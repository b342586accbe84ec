//! Batched transfers: one sender, up to a hundred recipients.
//!
//! Modern-envelope only; the body carries no scheme byte. The running sum
//! of the fee and every entry amount must stay inside the signed 64-bit
//! domain; an overflowing total is rejected, never wrapped.

use crate::codec::{ByteReader, ByteWriter};
use crate::config::{Scheme, MAX_TRANSFERS};
use crate::crypto::{Digest, PublicKey, SecretKey};
use crate::error::{CryptoError, DecodeContext, DecodeError, Error, ValidationError};
use crate::identity::Recipient;
use crate::transaction::fields::{
    check_long, check_positive_long, checked_sum, Attachment, OptionalAsset,
};
use crate::transaction::proofs::Proofs;
use crate::transaction::{body_digest, expect_marker_type_version, Transactional, TransactionType};

const MASS_TRANSFER_VERSION: u8 = 1;

/// One recipient-amount pair inside a mass transfer.
#[derive(Debug, Clone, PartialEq, Eq, serde::Serialize, serde::Deserialize)]
pub struct MassTransferEntry {
    pub recipient: Recipient,
    pub amount: u64,
}

impl MassTransferEntry {
    fn write_to(&self, w: &mut ByteWriter) {
        self.recipient.write_to(w);
        w.write_u64(self.amount);
    }

    fn read_from(r: &mut ByteReader<'_>) -> Result<Self, DecodeError> {
        Ok(Self {
            recipient: Recipient::read_from(r)?,
            amount: r.read_u64()?,
        })
    }
}

#[derive(Debug, Clone, PartialEq, Eq, serde::Serialize, serde::Deserialize)]
pub struct MassTransferWithProofs {
    pub version: u8,
    #[serde(skip_serializing_if = "Option::is_none")]
    pub id: Option<Digest>,
    #[serde(skip_serializing_if = "Option::is_none")]
    pub proofs: Option<Proofs>,
    pub sender_pk: PublicKey,
    pub asset: OptionalAsset,
    pub transfers: Vec<MassTransferEntry>,
    pub timestamp: u64,
    pub fee: u64,
    pub attachment: Attachment,
}

impl MassTransferWithProofs {
    pub fn new(
        sender_pk: PublicKey,
        asset: OptionalAsset,
        transfers: Vec<MassTransferEntry>,
        timestamp: u64,
        fee: u64,
        attachment: Attachment,
    ) -> Self {
        Self {
            version: MASS_TRANSFER_VERSION,
            id: None,
            proofs: None,
            sender_pk,
            asset,
            transfers,
            timestamp,
            fee,
            attachment,
        }
    }

    pub fn unmarshal_binary(data: &[u8], scheme: Scheme) -> Result<Self, Error> {
        let mut r = ByteReader::new(data);
        expect_marker_type_version(
            &mut r,
            "mass transfer transaction",
            TransactionType::MassTransfer,
            MASS_TRANSFER_VERSION,
        )?;
        let sender_pk = PublicKey::new(r.read_array()?);
        let asset = OptionalAsset::read_from(&mut r)?;
        let count = r.read_u16()? as usize;
        if count > MAX_TRANSFERS {
            return Err(DecodeError::LimitExceeded {
                entity: "mass transfer entries",
                limit: MAX_TRANSFERS,
                got: count,
            }
            .into());
        }
        let mut transfers = Vec::with_capacity(count);
        for _ in 0..count {
            transfers.push(
                MassTransferEntry::read_from(&mut r)
                    .ctx("failed to unmarshal mass transfer entry from bytes")?,
            );
        }
        let timestamp = r.read_u64()?;
        let fee = r.read_u64()?;
        let attachment = Attachment::read_from(&mut r)?;
        let proofs = Proofs::read_from(&mut r)
            .ctx("failed to unmarshal mass transfer transaction from bytes")?;
        r.expect_end()?;

        let mut tx = Self::new(sender_pk, asset, transfers, timestamp, fee, attachment);
        tx.proofs = Some(proofs);
        tx.generate_id(scheme)?;
        Ok(tx)
    }

    /// Fee plus every entry amount, rejected on signed-64 overflow.
    pub fn total_outgoing(&self) -> Result<u64, ValidationError> {
        let mut total = self.fee;
        for entry in &self.transfers {
            total = checked_sum("fee and transfer amounts", total, entry.amount)?;
        }
        Ok(total)
    }
}

impl Transactional for MassTransferWithProofs {
    fn tx_type(&self) -> TransactionType {
        TransactionType::MassTransfer
    }

    fn version(&self) -> u8 {
        self.version
    }

    fn id(&self) -> Option<&Digest> {
        self.id.as_ref()
    }

    fn body_bytes(&self, _scheme: Scheme) -> Result<Vec<u8>, Error> {
        let mut w = ByteWriter::new();
        w.write_u8(0);
        w.write_u8(TransactionType::MassTransfer.to_byte());
        w.write_u8(self.version);
        w.write_bytes(self.sender_pk.as_bytes());
        self.asset.write_to(&mut w);
        w.write_u16(self.transfers.len() as u16);
        for entry in &self.transfers {
            entry.write_to(&mut w);
        }
        w.write_u64(self.timestamp);
        w.write_u64(self.fee);
        self.attachment.write_to(&mut w);
        Ok(w.into_vec())
    }

    fn sign(&mut self, scheme: Scheme, secret_key: &SecretKey) -> Result<(), Error> {
        let body = self.body_bytes(scheme)?;
        let mut proofs = self.proofs.take().unwrap_or_default();
        proofs.sign(secret_key, &body);
        self.proofs = Some(proofs);
        self.id = Some(body_digest(&body));
        Ok(())
    }

    fn verify(&self, scheme: Scheme, public_key: &PublicKey) -> Result<bool, Error> {
        let proofs = self
            .proofs
            .as_ref()
            .ok_or(CryptoError::MissingProofs("mass transfer transaction"))?;
        let body = self.body_bytes(scheme)?;
        Ok(proofs.verify(public_key, &body)?)
    }

    fn generate_id(&mut self, scheme: Scheme) -> Result<(), Error> {
        if self.id.is_none() {
            let body = self.body_bytes(scheme)?;
            self.id = Some(body_digest(&body));
        }
        Ok(())
    }

    fn validate(&self, _scheme: Scheme) -> Result<(), ValidationError> {
        if self.transfers.len() > MAX_TRANSFERS {
            return Err(ValidationError::TooMany {
                field: "mass transfer entries",
                count: self.transfers.len(),
                max: MAX_TRANSFERS,
            });
        }
        check_positive_long("fee", self.fee)?;
        check_long("timestamp", self.timestamp)?;
        self.attachment.valid()?;
        for entry in &self.transfers {
            check_long("transfer amount", entry.amount)?;
            entry.recipient.valid()?;
        }
        self.total_outgoing()?;
        Ok(())
    }

    fn marshal_binary(&self, scheme: Scheme) -> Result<Vec<u8>, Error> {
        let proofs = self
            .proofs
            .as_ref()
            .ok_or(CryptoError::MissingProofs("mass transfer transaction"))?;
        let mut w = ByteWriter::new();
        w.write_bytes(&self.body_bytes(scheme)?);
        proofs.write_to(&mut w);
        Ok(w.into_vec())
    }
}
//! Hash functions backing identifiers and addresses.
//!
//! Two operations cover every hashing need of the codec layer:
//!
//! - [`fast_hash`] - BLAKE2b-256. Transaction and order identifiers.
//! - [`secure_hash`] - Keccak-256 over BLAKE2b-256. Address body hashes and
//!   checksums.
//!
//! The nested construction in `secure_hash` is a fixed part of the wire
//! format: addresses derived with any other composition will fail checksum
//! validation network-wide.

use blake2::digest::consts::U32;
use blake2::Blake2b;
use sha3::{Digest as _, Keccak256};

type Blake2b256 = Blake2b<U32>;

/// BLAKE2b-256 digest of `data`.
pub fn fast_hash(data: &[u8]) -> [u8; 32] {
    let mut hasher = Blake2b256::new();
    hasher.update(data);
    hasher.finalize().into()
}

/// Keccak-256 digest of `data`.
pub fn keccak256(data: &[u8]) -> [u8; 32] {
    let mut hasher = Keccak256::new();
    hasher.update(data);
    hasher.finalize().into()
}

/// Keccak-256 over BLAKE2b-256 of `data`.
pub fn secure_hash(data: &[u8]) -> [u8; 32] {
    keccak256(&fast_hash(data))
}
// Copyright (c) 2026 Crest Protocol Developers. MIT License.
// See LICENSE for details.

//! # Crest Protocol - Transaction Encoding and Identity
//!
//! The consensus-critical byte layer of a Crest node: how every
//! transaction is represented as bytes, how that representation is
//! authenticated, and how canonical identifiers are derived. Two
//! independent implementations that disagree on a single byte here will
//! fork from each other, so determinism and exact bounds checking are the
//! governing concerns throughout.
//!
//! ## Architecture
//!
//! - **config** - Network schemes and every consensus constant.
//! - **error** - The decode / validation / crypto error taxonomy.
//! - **codec** - Bounds-checked byte cursor shared by all wire formats.
//! - **crypto** - Hashing and signature adapter; the only place concrete
//!   primitives are named.
//! - **identity** - Address, alias, and recipient encoding.
//! - **transaction** - Body codecs for every shape, the envelope
//!   dispatcher, authentication, and the signing/ID protocol.
//!
//! ## Invariants
//!
//! 1. Marshalling is a pure function of field values: identical fields,
//!    identical bytes.
//! 2. Untrusted input never panics; every slice is preceded by a typed
//!    length check.
//! 3. Wire formats carry no identifiers; decoding recomputes them.
//! 4. Historical quirks (legacy zero padding, the genesis
//!    pseudo-signature, alias-derived identifiers) are preserved exactly;
//!    "fixing" them would orphan the chain.

pub mod codec;
pub mod config;
pub mod crypto;
pub mod error;
pub mod identity;
pub mod transaction;

pub use config::Scheme;
pub use error::{CryptoError, DecodeError, Error, ValidationError};
pub use identity::{Address, Alias, Recipient};
pub use transaction::{bytes_to_transaction, Transaction, Transactional, TransactionType};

──────────────────────────────

§ **ABOUT THIS TASK**: Take the entries above and return only the lines from the one with "use blake2::Blake2b;" to the one with "pub fn secure_hash(data: &[u8])", both included, unchanged.

§ **TASK SOLUTION**:
use blake2::Blake2b;
use sha3::{Digest as _, Keccak256};

type Blake2b256 = Blake2b<U32>;

/// BLAKE2b-256 digest of `data`.
pub fn fast_hash(data: &[u8]) -> [u8; 32] {
    let mut hasher = Blake2b256::new();
    hasher.update(data);
    hasher.finalize().into()
}

/// Keccak-256 digest of `data`.
pub fn keccak256(data: &[u8]) -> [u8; 32] {
    let mut hasher = Keccak256::new();
    hasher.update(data);
    hasher.finalize().into()
}

/// Keccak-256 over BLAKE2b-256 of `data`.
pub fn secure_hash(data: &[u8]) -> [u8; 32] {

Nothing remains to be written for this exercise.